A 5-year-old boy named Mason fell off a swing in the Seward neighborhood Tuesday afternoon and hit his head. Within seconds, a muscular young man in a gray T-shirt scooped him up, asked him where it hurt, and brought the conversation around to the important stuff -- baseball.

"You like Joe Mauer?" Brandon Johnson asked as he stepped into the neighboring school building to find some ice. Mason nodded.

Across Minneapolis, hundreds more Augsburg College students sporting the same gray T-shirts -- "I'm an Auggie," they read -- cleaned churches, painted low-income medical clinics and performed other service work. Just as hundreds of Hamline University students had earlier that day. Just as thousands of University of Minnesota students had earlier that week.

The three schools are among a growing number of colleges and universities that now start the semester by throwing all freshmen into community projects -- before they've set foot in a classroom.

Service is an essential part of education, colleges say, and important to this generation of students.

"By doing it right away, an institution shows students its expectations of what their student experience will be," said James Liberman, first-year programs coordinator at the University of Minnesota. "Here, it's an expectation that students incorporate the Twin Cities into their academic and social life."

The number of colleges and universities doing the same has "definitely grown," particularly in the past five years, said Sue Kelman, spokeswoman for Campus Compact, a national group of more than 1,100 college and university presidents committed to civic engagement in higher education.

As a recent University of Minnesota report noted, there is "growing external pressure on higher education to become more community engaged," and many publications now rank how "engaged" students are. But colleges and universities emphasize that the focus on service is either part of a faith-based mission or has happened organically -- often as a result of increasing student interest.

A big job

Augsburg College in Minneapolis and Macalester College in St. Paul have been starting students off with service since the 1990s. Hamline started doing so earlier this decade. The U began its requirement as part of the new Welcome Week, now in its third year.

Getting a few hundred private college students out into the community is one thing. The U deals with a freshman class in the thousands.

Partly because of that size, and partly because of its research mission, the U lets student choose between typical service projects and less-traditional symposiums. This year, about a third of freshmen did projects -- sorting donations at Arc's Value Village, for example -- while two-thirds took part in symposiums.

For example, a group of first-year students toured the Weisman Art Museum, stopping at artwork representing social or political issues, while upperclassmen who have worked extensively in those areas shared their perspective.

The number of "service learning courses" at the U -- and enrollment in them -- has doubled since 2002, a September report shows. Freshman participation in service-oriented clubs has gone "through the roof," since Welcome Week began, Liberman said.

Beyond 'the show'

One-day events at the start of school, "while admirable," cannot stand alone, warned Kelman, of Campus Compact. "What we're about is enmeshing service learning into the entire college experience."

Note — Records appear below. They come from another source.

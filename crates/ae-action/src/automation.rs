//! Automation definitions

use crate::action::Action;
use crate::runner::ActionRunner;
use ae_core::{ActionData, AutomationData, ConfiguredError};
use indexmap::IndexMap;
use serde::Serialize;
use std::sync::Arc;
use tracing::{info, warn};

/// A named, ordered list of top-level actions run sequentially
#[derive(Debug)]
pub struct Automation {
    pub name: String,
    pub actions: Vec<Arc<Action>>,
}

/// Result of one automation run
#[derive(Debug, Clone, Serialize)]
#[serde(rename_all = "camelCase")]
pub struct AutomationOutcome {
    pub run_id: String,

    /// Top-level action records keyed by alias
    pub actions: IndexMap<String, ActionData>,

    /// The error that escaped the top-level actions, if any
    #[serde(skip_serializing_if = "Option::is_none")]
    pub error: Option<ConfiguredError>,
}

impl AutomationOutcome {
    pub fn succeeded(&self) -> bool {
        self.error.is_none()
    }
}

impl Automation {
    pub fn new(name: impl Into<String>, actions: Vec<Arc<Action>>) -> Self {
        Self {
            name: name.into(),
            actions,
        }
    }

    /// Whether no action in the automation writes anything
    pub fn is_read_only(&self) -> bool {
        self.actions.iter().all(|action| action.is_read_only())
    }

    /// Run every top-level action in order, stopping at the first error
    pub async fn run(&self, ctx: &Arc<AutomationData>) -> AutomationOutcome {
        info!(automation = %self.name, run_id = %ctx.run_id(), "Starting automation run");

        let mut actions = IndexMap::new();
        let result = ActionRunner::new()
            .run_sequence(ctx, &self.actions, &mut actions)
            .await;

        let error = match result {
            Ok(()) => {
                info!(automation = %self.name, "Automation run completed");
                None
            }
            Err(error) => {
                warn!(
                    automation = %self.name,
                    code = %error.code,
                    "Automation run ended with an unhandled error"
                );
                Some(error)
            }
        };

        AutomationOutcome {
            run_id: ctx.run_id().to_string(),
            actions,
            error,
        }
    }
}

Augsburg President Paul Pribbenow admitted that City Service Day could be seen as "a show at some level." But he emphasized that Augsburg considers the day "simply the beginning of what is the integrated way service is connected to all we do."

Augsburg sees its neighbors as "part of our faculty," he said.

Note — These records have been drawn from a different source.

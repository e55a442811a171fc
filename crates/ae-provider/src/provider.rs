//! The provider contract and the generic providers

use crate::error::{ProviderError, ProviderResult};
use ae_core::{AutomationData, Value};
use async_trait::async_trait;
use std::fmt::Debug;
use std::marker::PhantomData;
use std::sync::Arc;

/// Lazily resolves a value of type `T` from the run context.
///
/// Resolution may suspend (nested providers, I/O backed providers) and must
/// not mutate the context.
#[async_trait]
pub trait Provider<T>: Send + Sync + Debug {
    async fn resolve(&self, ctx: &AutomationData) -> ProviderResult<T>;
}

/// Shared, type-erased provider
pub type BoxProvider<T> = Arc<dyn Provider<T>>;

/// Convenience conversion into a [`BoxProvider`]
pub trait ProviderExt<T>: Provider<T> + Sized + 'static {
    fn boxed(self) -> BoxProvider<T> {
        Arc::new(self)
    }
}

impl<T, P: Provider<T> + 'static> ProviderExt<T> for P {}

/// Always resolves to the same value
#[derive(Debug, Clone)]
pub struct StaticProvider<T> {
    value: T,
}

impl<T> StaticProvider<T> {
    pub fn new(value: impl Into<T>) -> Self {
        Self {
            value: value.into(),
        }
    }
}

#[async_trait]
impl<T> Provider<T> for StaticProvider<T>
where
    T: Clone + Send + Sync + Debug,
{
    async fn resolve(&self, _ctx: &AutomationData) -> ProviderResult<T> {
        Ok(self.value.clone())
    }
}

/// Conversion of a resolved [`Value`] into a concrete type
pub trait FromValue: Sized {
    /// Kind name reported on mismatch
    const EXPECTED: &'static str;

    fn from_value(value: Value) -> Option<Self>;
}

impl FromValue for Value {
    const EXPECTED: &'static str = "any";

    fn from_value(value: Value) -> Option<Self> {
        Some(value)
    }
}

impl FromValue for bool {
    const EXPECTED: &'static str = "boolean";

    fn from_value(value: Value) -> Option<Self> {
        match value {
            Value::Bool(b) => Some(b),
            Value::String(s) => match s.trim().to_lowercase().as_str() {
                "true" => Some(true),
                "false" => Some(false),
                _ => None,
            },
            _ => None,
        }
    }
}

impl FromValue for i64 {
    const EXPECTED: &'static str = "integer";

    fn from_value(value: Value) -> Option<Self> {
        match &value {
            Value::String(s) => s.trim().parse().ok(),
            other => other.as_i64(),
        }
    }
}

impl FromValue for f64 {
    const EXPECTED: &'static str = "number";

    fn from_value(value: Value) -> Option<Self> {
        match &value {
            Value::String(s) => s.trim().parse().ok(),
            other => other.as_f64(),
        }
    }
}

impl FromValue for String {
    const EXPECTED: &'static str = "text";

    fn from_value(value: Value) -> Option<Self> {
        match value {
            Value::String(s) => Some(s),
            Value::Bool(_) | Value::Number(_) => Some(value.to_text()),
            _ => None,
        }
    }
}

impl FromValue for Vec<Value> {
    const EXPECTED: &'static str = "list";

    fn from_value(value: Value) -> Option<Self> {
        match value {
            Value::Array(items) => Some(items),
            _ => None,
        }
    }
}

/// Resolves a [`Value`] and converts it to `T`
#[derive(Debug)]
pub struct Typed<T> {
    inner: BoxProvider<Value>,
    _marker: PhantomData<fn() -> T>,
}

impl<T> Typed<T> {
    pub fn new(inner: BoxProvider<Value>) -> Self {
        Self {
            inner,
            _marker: PhantomData,
        }
    }
}

#[async_trait]
impl<T> Provider<T> for Typed<T>
where
    T: FromValue + Send + Debug + 'static,
{
    async fn resolve(&self, ctx: &AutomationData) -> ProviderResult<T> {
        let value = self.inner.resolve(ctx).await?;
        let found = value.type_name();
        T::from_value(value).ok_or(ProviderError::TypeMismatch {
            expected: T::EXPECTED,
            found,
        })
    }
}

/// Resolves a typed provider and exposes the result as a [`Value`]
#[derive(Debug)]
pub struct AsValue<T> {
    inner: BoxProvider<T>,
}

impl<T> AsValue<T> {
    pub fn new(inner: BoxProvider<T>) -> Self {
        Self { inner }
    }
}

#[async_trait]
impl<T> Provider<Value> for AsValue<T>
where
    T: Into<Value> + Send + Debug + 'static,
{
    async fn resolve(&self, ctx: &AutomationData) -> ProviderResult<Value> {
        Ok(self.inner.resolve(ctx).await?.into())
    }
}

So students aren't simply giving back to the community. They're learning from it.

"Some people even fight off the word 'service,'" Pribbenow said. "It's very important to us that we talk to our students about mutuality and say, 'We will gain as much as we give.'"

The colleges also try to place students in service groups with links to their academic experience. At Hamline, students go out with the same students who will be in their first-year seminars, "so they'll be spending the entire semester with these people," said Marc Skjervem, Hamline's director of orientation and first-year programs.

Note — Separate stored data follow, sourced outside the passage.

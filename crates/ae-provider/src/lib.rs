//! Providers
//!
//! A provider lazily resolves a typed value from the [`AutomationData`] of a
//! run. Providers are composable: static values, object path lookups,
//! list/object construction from other providers, and boolean conditions.
//!
//! Providers never mutate the context; all mutation goes through actions.
//!
//! # Key Types
//!
//! - [`Provider`] - The resolution contract
//! - [`BoxProvider`] - Shared, type-erased provider
//! - [`ProviderError`] - Resolution failures, convertible to configured errors
//!
//! [`AutomationData`]: ae_core::AutomationData

pub mod condition;
pub mod configured_error;
pub mod error;
pub mod lookup;
pub mod provider;
pub mod structure;

pub use condition::{
    AndCondition, ComparisonOperator, NotCondition, NumberComparison, OrCondition,
    TextCondition, TextOperator, ValueEqualsCondition,
};
pub use configured_error::ConfiguredErrorProvider;
pub use error::{ProviderError, ProviderResult};
pub use lookup::{ObjectPathLookup, ObjectPathLookupExists};
pub use provider::{AsValue, BoxProvider, FromValue, Provider, ProviderExt, StaticProvider, Typed};
pub use structure::{CountListProvider, DynamicObjectProvider, FileProvider, ListProvider};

At Augsburg, a group of students in a theater seminar might end up cleaning at the Bedlam Theatre in Minneapolis. Music students might show up at the Cedar Cultural Center.

Johnson, the Augsburg freshman who came to Mason's rescue on Tuesday, was helping at Matthews Community Center in the Seward neighborhood because he's taking a seminar on health and physical education. He's from Hopkins and went to school in Roseville but had never seen that neighborhood in Minneapolis.

"I do agree with giving back to the city," he said, as he iced Mason's head. "I've always liked kids, though, so this one doesn't really feel like a service project to me. It's fun."